### INSTRUCTIONS FOR THE TASK
A bare number is all that is needed: how many lines below contain the string "JobStatus"?

Start of EXERCISE MATERIAL

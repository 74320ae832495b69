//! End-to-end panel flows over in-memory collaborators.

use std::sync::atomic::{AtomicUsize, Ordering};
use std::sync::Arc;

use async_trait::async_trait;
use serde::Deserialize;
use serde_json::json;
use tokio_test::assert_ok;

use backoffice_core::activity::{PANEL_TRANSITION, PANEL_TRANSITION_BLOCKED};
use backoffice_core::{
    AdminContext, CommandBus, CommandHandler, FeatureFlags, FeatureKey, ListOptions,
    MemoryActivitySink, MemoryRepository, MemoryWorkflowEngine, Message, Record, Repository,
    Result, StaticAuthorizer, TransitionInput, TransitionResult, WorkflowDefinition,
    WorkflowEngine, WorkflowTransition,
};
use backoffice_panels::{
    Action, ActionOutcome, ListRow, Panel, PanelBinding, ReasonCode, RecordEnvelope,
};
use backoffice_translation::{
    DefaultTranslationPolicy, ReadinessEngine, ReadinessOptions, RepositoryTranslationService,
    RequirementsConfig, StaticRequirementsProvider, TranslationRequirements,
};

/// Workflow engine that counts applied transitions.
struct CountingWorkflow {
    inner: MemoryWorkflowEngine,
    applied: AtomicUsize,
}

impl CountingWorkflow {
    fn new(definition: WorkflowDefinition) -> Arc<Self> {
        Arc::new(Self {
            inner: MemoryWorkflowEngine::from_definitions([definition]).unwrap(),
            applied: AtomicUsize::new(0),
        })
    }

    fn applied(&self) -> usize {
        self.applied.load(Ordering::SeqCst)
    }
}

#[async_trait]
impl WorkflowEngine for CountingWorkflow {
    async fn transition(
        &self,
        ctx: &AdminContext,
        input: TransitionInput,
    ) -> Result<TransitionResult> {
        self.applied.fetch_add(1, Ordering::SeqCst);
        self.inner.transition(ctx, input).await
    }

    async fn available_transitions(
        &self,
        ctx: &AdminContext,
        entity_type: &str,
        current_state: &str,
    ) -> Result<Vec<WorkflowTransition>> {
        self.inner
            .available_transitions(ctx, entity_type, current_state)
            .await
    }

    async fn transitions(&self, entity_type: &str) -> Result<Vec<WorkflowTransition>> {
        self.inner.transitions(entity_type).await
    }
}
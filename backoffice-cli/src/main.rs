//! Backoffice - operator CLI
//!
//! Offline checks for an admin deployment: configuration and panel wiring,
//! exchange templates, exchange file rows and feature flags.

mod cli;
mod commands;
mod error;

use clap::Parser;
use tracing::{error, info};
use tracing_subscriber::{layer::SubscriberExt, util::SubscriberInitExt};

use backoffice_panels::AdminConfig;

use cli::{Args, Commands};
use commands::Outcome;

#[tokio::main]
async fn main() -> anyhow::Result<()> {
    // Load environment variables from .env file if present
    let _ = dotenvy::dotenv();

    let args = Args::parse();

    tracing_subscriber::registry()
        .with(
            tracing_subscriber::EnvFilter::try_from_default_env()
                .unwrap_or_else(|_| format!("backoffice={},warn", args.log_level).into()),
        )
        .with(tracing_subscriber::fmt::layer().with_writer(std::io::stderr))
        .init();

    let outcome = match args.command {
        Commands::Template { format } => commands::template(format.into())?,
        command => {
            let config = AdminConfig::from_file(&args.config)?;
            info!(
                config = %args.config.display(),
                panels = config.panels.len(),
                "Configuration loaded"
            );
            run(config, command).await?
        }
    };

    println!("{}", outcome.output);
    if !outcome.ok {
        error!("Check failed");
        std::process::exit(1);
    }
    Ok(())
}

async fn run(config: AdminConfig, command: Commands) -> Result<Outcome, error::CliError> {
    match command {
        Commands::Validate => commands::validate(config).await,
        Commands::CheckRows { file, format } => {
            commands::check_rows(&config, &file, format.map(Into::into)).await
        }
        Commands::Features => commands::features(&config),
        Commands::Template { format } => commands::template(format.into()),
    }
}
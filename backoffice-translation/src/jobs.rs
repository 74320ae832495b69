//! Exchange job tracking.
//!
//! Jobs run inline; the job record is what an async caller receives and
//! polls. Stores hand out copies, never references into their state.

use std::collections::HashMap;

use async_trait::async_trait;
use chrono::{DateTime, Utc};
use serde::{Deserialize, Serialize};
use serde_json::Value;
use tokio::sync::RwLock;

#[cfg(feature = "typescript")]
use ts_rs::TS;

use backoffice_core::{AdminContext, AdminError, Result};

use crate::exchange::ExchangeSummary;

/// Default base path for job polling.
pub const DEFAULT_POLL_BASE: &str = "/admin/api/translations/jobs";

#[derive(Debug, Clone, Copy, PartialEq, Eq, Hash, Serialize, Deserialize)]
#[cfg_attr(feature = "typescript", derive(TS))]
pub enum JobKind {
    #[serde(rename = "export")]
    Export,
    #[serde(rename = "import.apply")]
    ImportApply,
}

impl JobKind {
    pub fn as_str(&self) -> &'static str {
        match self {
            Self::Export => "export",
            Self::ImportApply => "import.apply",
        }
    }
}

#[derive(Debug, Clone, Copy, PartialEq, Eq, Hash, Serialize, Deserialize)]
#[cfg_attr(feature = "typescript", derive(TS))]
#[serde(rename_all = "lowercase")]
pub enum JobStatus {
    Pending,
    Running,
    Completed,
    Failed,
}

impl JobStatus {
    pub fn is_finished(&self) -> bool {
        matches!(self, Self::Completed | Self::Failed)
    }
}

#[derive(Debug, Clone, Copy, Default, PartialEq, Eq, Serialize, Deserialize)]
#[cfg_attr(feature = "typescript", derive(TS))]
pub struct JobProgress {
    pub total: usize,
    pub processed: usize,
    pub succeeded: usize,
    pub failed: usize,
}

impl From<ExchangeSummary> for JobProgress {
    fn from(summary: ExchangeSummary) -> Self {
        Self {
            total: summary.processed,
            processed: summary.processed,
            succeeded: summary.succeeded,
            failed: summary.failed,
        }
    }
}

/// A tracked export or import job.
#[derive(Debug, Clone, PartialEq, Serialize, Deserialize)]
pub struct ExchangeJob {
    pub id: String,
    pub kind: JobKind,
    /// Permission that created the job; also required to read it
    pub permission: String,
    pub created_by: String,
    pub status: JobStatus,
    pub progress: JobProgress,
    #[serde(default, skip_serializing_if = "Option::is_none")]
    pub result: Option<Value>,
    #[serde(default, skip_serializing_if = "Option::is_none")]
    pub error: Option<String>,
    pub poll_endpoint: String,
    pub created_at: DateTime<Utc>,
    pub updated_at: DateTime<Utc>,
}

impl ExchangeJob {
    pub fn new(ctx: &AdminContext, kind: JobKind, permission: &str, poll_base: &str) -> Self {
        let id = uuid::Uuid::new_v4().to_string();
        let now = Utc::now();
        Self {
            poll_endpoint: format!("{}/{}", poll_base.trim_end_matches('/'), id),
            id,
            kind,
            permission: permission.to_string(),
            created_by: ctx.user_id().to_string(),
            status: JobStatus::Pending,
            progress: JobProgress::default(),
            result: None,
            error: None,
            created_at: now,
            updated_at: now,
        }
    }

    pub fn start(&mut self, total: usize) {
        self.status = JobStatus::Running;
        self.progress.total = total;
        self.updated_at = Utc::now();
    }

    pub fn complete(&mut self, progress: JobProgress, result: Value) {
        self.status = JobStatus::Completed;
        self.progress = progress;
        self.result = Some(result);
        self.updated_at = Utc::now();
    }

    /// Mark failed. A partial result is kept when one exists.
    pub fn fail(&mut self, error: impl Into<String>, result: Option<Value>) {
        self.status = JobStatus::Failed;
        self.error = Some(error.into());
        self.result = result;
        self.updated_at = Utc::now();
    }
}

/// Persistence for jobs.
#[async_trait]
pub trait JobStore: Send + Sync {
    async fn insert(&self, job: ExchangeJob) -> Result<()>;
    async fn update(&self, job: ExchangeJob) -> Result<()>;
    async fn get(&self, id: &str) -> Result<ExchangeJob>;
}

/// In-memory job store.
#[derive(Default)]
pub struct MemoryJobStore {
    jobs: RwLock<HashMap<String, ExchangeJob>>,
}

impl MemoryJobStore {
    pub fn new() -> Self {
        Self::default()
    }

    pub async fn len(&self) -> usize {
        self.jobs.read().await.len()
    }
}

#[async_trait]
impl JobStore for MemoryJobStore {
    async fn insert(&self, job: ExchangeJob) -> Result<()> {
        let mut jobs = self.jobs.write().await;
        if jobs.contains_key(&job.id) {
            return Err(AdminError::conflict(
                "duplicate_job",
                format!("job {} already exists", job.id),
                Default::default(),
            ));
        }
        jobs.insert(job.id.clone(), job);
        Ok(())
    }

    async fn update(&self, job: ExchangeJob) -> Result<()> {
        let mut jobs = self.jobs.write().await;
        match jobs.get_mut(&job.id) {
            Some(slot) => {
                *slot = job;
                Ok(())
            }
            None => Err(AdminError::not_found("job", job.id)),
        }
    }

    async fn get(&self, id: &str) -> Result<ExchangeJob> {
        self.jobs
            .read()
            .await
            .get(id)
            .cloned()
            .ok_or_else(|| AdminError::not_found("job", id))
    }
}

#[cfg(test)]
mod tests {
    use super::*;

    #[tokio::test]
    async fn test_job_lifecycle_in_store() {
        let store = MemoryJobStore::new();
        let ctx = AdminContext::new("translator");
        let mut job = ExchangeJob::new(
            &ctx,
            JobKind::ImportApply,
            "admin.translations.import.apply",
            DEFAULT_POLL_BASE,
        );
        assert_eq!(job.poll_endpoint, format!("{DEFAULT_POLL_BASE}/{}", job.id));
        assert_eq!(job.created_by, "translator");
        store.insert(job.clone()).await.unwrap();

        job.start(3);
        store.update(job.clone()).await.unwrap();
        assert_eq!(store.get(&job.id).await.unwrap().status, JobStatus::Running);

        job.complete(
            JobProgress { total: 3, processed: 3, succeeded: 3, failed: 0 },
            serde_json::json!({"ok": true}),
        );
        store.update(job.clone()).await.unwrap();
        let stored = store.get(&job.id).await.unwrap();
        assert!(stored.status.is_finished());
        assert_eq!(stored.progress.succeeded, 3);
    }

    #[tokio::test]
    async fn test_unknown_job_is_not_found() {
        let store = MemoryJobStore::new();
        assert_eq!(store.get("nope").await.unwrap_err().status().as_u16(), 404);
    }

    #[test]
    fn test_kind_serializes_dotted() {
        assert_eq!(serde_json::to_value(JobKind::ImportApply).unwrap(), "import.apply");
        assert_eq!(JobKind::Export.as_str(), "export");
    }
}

End of EXERCISE MATERIAL

### TASK RESULT
8